As we see out the 2021 International Year for the Elimination of Child Labour, one thing is clear: it’s time to step up action. Child labour has worsened. According to the International Labour Organization (ILO) and UNICEF, there are now 160 million children in child labour – 8.6 million more children than in 2016. In the words of Guy Ryder, ILO Director-General, “the new estimates are a wake-up call. We cannot stand by while a new generation of children is put at risk.”

As the coordinator of the ILO’s Global Business Network on Forced Labour (GBNFL), my day-to-day focus is on leveraging private sector action to end forced labour. What many people don’t realise is that there is an overlap between child labour and forced labour. Children can also be victims of forced labour.

In fact, in working to address forced labour, we are also working to address some of the worst forms of child labour. These include situations where children are victims of trafficking, debt bondage, slavery or slavery-like practices. Forced labour of children also includes the use, procuring or offering of a child for prostitution, pornography, or illicit activities.

Where children are in situations of forced labour, this usually takes two primary forms. First, children whose parents are in forced labour tend to work alongside them and are therefore also victims. Second, children are trafficked or coerced into situations of forced labour.

There are many reasons why so many children around the world are victims of forced labour. These include poverty, weak governance, lack of access to quality education, absence of social safety nets, and low company awareness of forced labour of children and/or capacity to prevent it. Exacerbating factors such as unfair recruitment practices and natural disasters also play a role.

© International Labour Organization / Photographer: M. Crozet

In 2016, the ILO calculated that of the 25 million people worldwide trapped in situations of forced labour, 4.3 million were children. Most of these cases, 3 million, were found in the private economy. Today, we await new figures on forced labour prevalence in 2022 knowing full well that current events have exacerbated the situation.

For one, COVID-19 has worsened the root causes of forced labour of children, such as poverty and lack of social safety nets. On top of this, climate change is driving forced migration. According to the World Bank, climate change could force 216 million people to move within their countries by 2050. Many children in situations of forced labour are migrants, and displacement makes them even more vulnerable.

With the recent universal ratification of the ILO’s Worst Forms of Child Labour Convention, 1999 (No. 182), which refers to the forced labour of children, there is now worldwide agreement that no child should be a victim of forced labour. We can use this momentum to make similar progress on universal recognition that no person should be a victim of forced labour, through ILO’s Forced Labour Convention, 1930 (No. 29) and its associated 2014 Protocol.
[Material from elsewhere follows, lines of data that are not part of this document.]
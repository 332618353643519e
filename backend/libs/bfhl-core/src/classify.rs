//! Token classification.

use serde::{Deserialize, Serialize};

use crate::numeric::is_numeric;

/// The three buckets derived from one input sequence.
///
/// `numbers` and `alphabets` are subsequences of the input in original order.
/// Tokens that are neither numeric nor a single ASCII letter (for example
/// `"AB"`) land in no bucket.
#[derive(Debug, Clone, Default, PartialEq, Eq, Serialize, Deserialize)]
pub struct Classification {
    pub numbers: Vec<String>,
    pub alphabets: Vec<String>,
    /// Empty, or exactly one element taken from `alphabets`.
    pub highest_alphabet: Vec<String>,
}

/// Split `data` into numeric tokens, single-letter tokens, and the highest letter.
pub fn classify(data: &[String]) -> Classification {
    let numbers: Vec<String> = data.iter().filter(|t| is_numeric(t)).cloned().collect();
    let alphabets: Vec<String> = data
        .iter()
        .filter(|t| is_single_letter(t))
        .cloned()
        .collect();
    let highest_alphabet = highest_alphabet(&alphabets).cloned().into_iter().collect();

    Classification {
        numbers,
        alphabets,
        highest_alphabet,
    }
}

/// Exactly one character, and that character is `A`-`Z` or `a`-`z`.
pub fn is_single_letter(token: &str) -> bool {
    let mut chars = token.chars();
    matches!((chars.next(), chars.next()), (Some(c), None) if c.is_ascii_alphabetic())
}

/// Case-insensitive maximum of `alphabets`.
///
/// Scans left to right and only replaces the running maximum when a candidate
/// is strictly greater, so among equal letters the first one seen is returned.
pub fn highest_alphabet(alphabets: &[String]) -> Option<&String> {
    let mut iter = alphabets.iter();
    let first = iter.next()?;
    let mut max_key = first.to_lowercase();

    Some(iter.fold(first, |max, candidate| {
        let key = candidate.to_lowercase();
        if key > max_key {
            max_key = key;
            candidate
        } else {
            max
        }
    }))
}
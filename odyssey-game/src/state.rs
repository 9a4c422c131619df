use cosmwasm_schema::cw_serde;
use cosmwasm_std::{Addr, Timestamp, Uint128};
use cw_storage_plus::{Item, Map};

/// Tokens minted to every newly registered player.
pub const REGISTRATION_BONUS: u128 = 100;
/// Price of minting a character.
pub const CHARACTER_PRICE: u128 = 100;
/// Minimum seconds between two gated actions of the same player.
pub const ACTION_COOLDOWN_SECONDS: u64 = 300;
/// Experience needed per level: reaching level `n + 1` takes `n * LEVEL_UP_EXPERIENCE`.
pub const LEVEL_UP_EXPERIENCE: u64 = 100;

pub const MINING_BASE_REWARD: u128 = 12;
pub const MINING_LEVEL_BONUS: u128 = 2;
pub const MINING_EXPERIENCE: u64 = 10;

pub const BATTLE_BASE_REWARD: u128 = 20;
pub const BATTLE_LEVEL_BONUS: u128 = 4;
pub const BATTLE_EXPERIENCE: u64 = 15;

pub const QUEST_BASE_REWARD: u128 = 50;
pub const QUEST_LEVEL_BONUS: u128 = 5;
pub const QUEST_EXPERIENCE: u64 = 25;

/// Reward table for one gated action kind.
#[cw_serde]
pub struct ActionReward {
    /// Tokens paid at level 1
    pub base_reward: Uint128,
    /// Extra tokens per level above 1
    pub level_bonus: Uint128,
    pub experience: u64,
}

/// Tunable economy parameters.
#[cw_serde]
pub struct Economy {
    pub registration_bonus: Uint128,
    pub character_price: Uint128,
    pub cooldown_seconds: u64,
    pub level_up_experience: u64,
    pub mining: ActionReward,
    pub battle: ActionReward,
    pub quest: ActionReward,
}

impl Default for Economy {
    fn default() -> Self {
        Economy {
            registration_bonus: Uint128::new(REGISTRATION_BONUS),
            character_price: Uint128::new(CHARACTER_PRICE),
            cooldown_seconds: ACTION_COOLDOWN_SECONDS,
            level_up_experience: LEVEL_UP_EXPERIENCE,
            mining: ActionReward {
                base_reward: Uint128::new(MINING_BASE_REWARD),
                level_bonus: Uint128::new(MINING_LEVEL_BONUS),
                experience: MINING_EXPERIENCE,
            },
            battle: ActionReward {
                base_reward: Uint128::new(BATTLE_BASE_REWARD),
                level_bonus: Uint128::new(BATTLE_LEVEL_BONUS),
                experience: BATTLE_EXPERIENCE,
            },
            quest: ActionReward {
                base_reward: Uint128::new(QUEST_BASE_REWARD),
                level_bonus: Uint128::new(QUEST_LEVEL_BONUS),
                experience: QUEST_EXPERIENCE,
            },
        }
    }
}

#[cw_serde]
pub struct Config {
    pub owner: Addr,
    pub paused: bool,
    /// Game token display name
    pub name: String,
    pub symbol: String,
    pub economy: Economy,
}

#[cw_serde]
pub struct PendingOwnerTransfer {
    pub proposed_owner: Addr,
}

/// Mutable per-player record. Presence in `PLAYERS` means the player is registered.
#[cw_serde]
pub struct Player {
    pub registered_at: Timestamp,
    pub level: u32,
    /// Cumulative, never reset on level-up
    pub experience: u64,
    /// Set only by mine / battle / quest
    pub last_action: Option<Timestamp>,
    pub character_id: Option<u64>,
    /// Catalog ids in acquisition order, duplicates allowed
    pub items: Vec<u64>,
}

/// Character record. Immutable once minted.
#[cw_serde]
pub struct Character {
    pub id: u64,
    pub owner: Addr,
    pub name: String,
    pub class: String,
    pub image_uri: String,
    pub minted_at: Timestamp,
}

#[cw_serde]
#[derive(Copy, Eq, PartialOrd, Ord)]
pub enum Rarity {
    Common,
    Uncommon,
    Rare,
    Epic,
    Legendary,
}

#[cw_serde]
pub struct CatalogItem {
    pub id: u64,
    pub name: String,
    pub price: Uint128,
    pub rarity: Rarity,
}

#[cw_serde]
pub struct ActivityLogEntry {
    pub index: u64,
    pub message: String,
    pub timestamp: Timestamp,
}

pub const CONFIG: Item<Config> = Item::new("config");
pub const PENDING_OWNER: Item<PendingOwnerTransfer> = Item::new("pending_owner");

pub const PLAYERS: Map<&Addr, Player> = Map::new("players");

/// character_id -> Character
pub const CHARACTERS: Map<u64, Character> = Map::new("characters");
pub const CHARACTER_COUNT: Item<u64> = Item::new("character_count");

/// item_id -> CatalogItem, seeded once at instantiate
pub const CATALOG: Map<u64, CatalogItem> = Map::new("catalog");

/// Token ledger
pub const BALANCES: Map<&Addr, Uint128> = Map::new("balances");
pub const TOTAL_SUPPLY: Item<Uint128> = Item::new("total_supply");

/// (player, index) -> ActivityLogEntry, append-only
pub const ACTIVITY_LOGS: Map<(&Addr, u64), ActivityLogEntry> = Map::new("activity_logs");
/// player -> number of log entries written so far
pub const LOG_COUNTS: Map<&Addr, u64> = Map::new("log_counts");
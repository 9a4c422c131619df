//! Item catalog: a fixed starter set written once at instantiate.

use cosmwasm_std::{Order, StdResult, Storage, Uint128};

use crate::error::ContractError;
use crate::state::{CatalogItem, Rarity, CATALOG};

/// (name, price, rarity) in id order, ids starting at 1.
const STARTER_ITEMS: [(&str, u128, Rarity); 5] = [
    ("Iron Pickaxe", 25, Rarity::Common),
    ("Cyber Shield", 60, Rarity::Uncommon),
    ("Plasma Blade", 150, Rarity::Rare),
    ("Quantum Armor", 400, Rarity::Epic),
    ("Crown of Zeta", 1_000, Rarity::Legendary),
];

pub fn starter_items() -> Vec<CatalogItem> {
    STARTER_ITEMS
        .iter()
        .zip(1u64..)
        .map(|(&(name, price, rarity), id)| CatalogItem {
            id,
            name: name.to_string(),
            price: Uint128::new(price),
            rarity,
        })
        .collect()
}

pub fn seed(storage: &mut dyn Storage) -> StdResult<usize> {
    let items = starter_items();
    for item in &items {
        CATALOG.save(storage, item.id, item)?;
    }
    Ok(items.len())
}

pub fn get(storage: &dyn Storage, item_id: u64) -> Result<CatalogItem, ContractError> {
    CATALOG
        .may_load(storage, item_id)?
        .ok_or(ContractError::ItemNotFound { item_id })
}

/// All items, ascending by id.
pub fn all(storage: &dyn Storage) -> StdResult<Vec<CatalogItem>> {
    CATALOG
        .range(storage, None, None, Order::Ascending)
        .map(|entry| entry.map(|(_, item)| item))
        .collect()
}
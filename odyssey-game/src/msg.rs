use cosmwasm_schema::{cw_serde, QueryResponses};
use cosmwasm_std::Uint128;

use crate::state::{ActivityLogEntry, CatalogItem, Character, Economy};

#[cw_serde]
pub struct InstantiateMsg {
    pub owner: String,
    /// Game token name, e.g. "Odyssey Gold"
    pub name: String,
    pub symbol: String,
    /// Economy parameters; `None` uses the built-in defaults
    pub economy: Option<Economy>,
}

#[cw_serde]
pub enum ExecuteMsg {
    /// Join the game and receive the registration bonus
    RegisterPlayer {},
    /// Buy the sender's one and only character
    MintCharacter {
        name: String,
        class: String,
        image_uri: String,
    },
    /// Gated action: requires a character, shares the cooldown
    Mine {},
    Battle {},
    CompleteQuest {},
    /// Buy a catalog item (registration required, no cooldown)
    BuyItem { item_id: u64 },

    /// Move game tokens to another address
    Transfer { recipient: String, amount: Uint128 },
    /// Destroy game tokens held by the sender
    Burn { amount: Uint128 },

    /// Replace the economy parameters (owner only)
    UpdateEconomy { economy: Economy },
    /// Emergency pause (owner only)
    Pause {},
    /// Unpause (owner only)
    Unpause {},
    /// Send the contract's native balance of `denom` to the owner (owner only)
    EmergencyWithdraw { denom: String },

    /// Step 1: propose a new owner (owner only)
    ProposeOwner { new_owner: String },
    /// Step 2: proposed owner accepts
    AcceptOwner {},
    /// Cancel a pending owner transfer (owner only)
    CancelOwnerTransfer {},
}

#[cw_serde]
#[derive(QueryResponses)]
pub enum QueryMsg {
    #[returns(crate::state::Config)]
    Config {},

    /// Full player snapshot, including balance and character
    #[returns(PlayerInfoResponse)]
    PlayerInfo { address: String },

    #[returns(ItemsResponse)]
    AllItems {},

    #[returns(crate::state::CatalogItem)]
    Item { item_id: u64 },

    /// Activity feed in append order, one page at a time.
    /// Returns entries with index > `start_after` (from the first entry when `None`),
    /// at most `limit` of them: 30 by default, capped at 100. Page forward with the
    /// last returned index until a page comes back shorter than the limit.
    #[returns(ActivityLogsResponse)]
    ActivityLogs {
        address: String,
        start_after: Option<u64>,
        limit: Option<u32>,
    },

    #[returns(BalanceResponse)]
    Balance { address: String },

    #[returns(TokenInfoResponse)]
    TokenInfo {},

    #[returns(crate::state::Character)]
    Character { character_id: u64 },

    #[returns(NumCharactersResponse)]
    NumCharacters {},

    #[returns(Option<crate::state::PendingOwnerTransfer>)]
    PendingOwner {},
}

#[cw_serde]
pub struct PlayerInfoResponse {
    pub address: String,
    pub registered: bool,
    /// 0 for unregistered addresses
    pub level: u32,
    pub experience: u64,
    pub balance: Uint128,
    /// Seconds since epoch of the last gated action
    pub last_action: Option<u64>,
    /// Seconds since epoch when the next gated action is allowed
    pub cooldown_until: Option<u64>,
    pub character: Option<Character>,
    pub items: Vec<u64>,
}

#[cw_serde]
pub struct ItemsResponse {
    pub items: Vec<CatalogItem>,
}

#[cw_serde]
pub struct ActivityLogsResponse {
    pub logs: Vec<ActivityLogEntry>,
}

#[cw_serde]
pub struct BalanceResponse {
    pub balance: Uint128,
}

#[cw_serde]
pub struct TokenInfoResponse {
    pub name: String,
    pub symbol: String,
    pub total_supply: Uint128,
}

#[cw_serde]
pub struct NumCharactersResponse {
    pub count: u64,
}

#[cw_serde]
pub struct MigrateMsg {}
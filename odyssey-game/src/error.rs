use cosmwasm_std::StdError;
use thiserror::Error;

#[derive(Error, Debug, PartialEq)]
pub enum ContractError {
    #[error("{0}")]
    Std(#[from] StdError),

    #[error("unauthorized: only {role} can perform this action")]
    Unauthorized { role: String },

    #[error("contract is paused")]
    Paused,

    #[error("contract is not paused")]
    NotPaused,

    #[error("player already registered")]
    AlreadyRegistered,

    #[error("player is not registered")]
    NotRegistered,

    #[error("character already minted (id {character_id})")]
    AlreadyMinted { character_id: u64 },

    #[error("player has no character")]
    NoCharacter,

    #[error("invalid character: {reason}")]
    InvalidCharacter { reason: String },

    #[error("insufficient tokens: need {needed}, have {available}")]
    InsufficientTokens { needed: String, available: String },

    #[error("insufficient balance: need {needed}, have {available}")]
    InsufficientBalance { needed: String, available: String },

    #[error("action on cooldown: next action available at {available_at}")]
    ActionOnCooldown { available_at: String },

    #[error("item not found: {item_id}")]
    ItemNotFound { item_id: u64 },

    #[error("invalid economy parameters: {reason}")]
    InvalidEconomy { reason: String },

    #[error("zero amount not allowed")]
    ZeroAmount,

    /// Balance, supply or experience arithmetic left its integer range.
    /// Indicates a broken ledger invariant rather than a user mistake.
    #[error("overflow in arithmetic operation")]
    Overflow,

    #[error("unexpected funds sent with this message")]
    UnexpectedFunds,

    #[error("no owner transfer pending")]
    NoOwnerTransferPending,

    #[error("caller is not the pending owner")]
    NotPendingOwner,

    #[error("owner transfer already pending")]
    OwnerTransferAlreadyPending,
}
Additionally, the ILO’s 11 indicators of forced labour provide the basis for assessing red flags. However, the indicators must be applied flexibly as children are generally more easily deceived and coerced and, overall, more vulnerable than adults.  

ILO GBNFL has put together an information brief on forced labour of children to help raise awareness and drive action where forced labour and child labour intersect. For companies, this issue may seem beyond their sphere of influence. However, our brief sets out that forced labour of children is found in industries relevant to the private sector, such as agriculture, small-scale mining, apparel, brick production, and domestic work.

It is true that much of this work is hidden and informal in nature, but this does not mean that there are no solutions or means for companies to engage. In recognizing that when children are in forced labour they are often working alongside their parents who themselves are in forced labour, addressing forced labour more widely also becomes a priority.

So, what are some of the first steps companies can take?

  • Be informed. Understanding where forced labour and child labour overlap is key.
  • Identify risks. Apply the ILO’s 11 indicators of forced labour while bearing in mind that children are generally more vulnerable than adults to coercion and deception.
  • Target action. Address forced labour of children where it is most prevalent, particularly in domestic economies and lower tiers of supply chains.
  • Work in partnership. Work with others to prevent and remediate forced labour of children and advocate for better national responses.

Ultimately, we can do more together. Leveraging the collective power of the CGF and its members, and the ILO’s unique tripartite structure, give us this opportunity. Working collectively, we can close knowledge gaps and develop and implement processes to tackle forced labour of children. The CGF’s Human Rights Coalition – Working to End Forced Labour, which brings together committed companies, could make a huge difference here.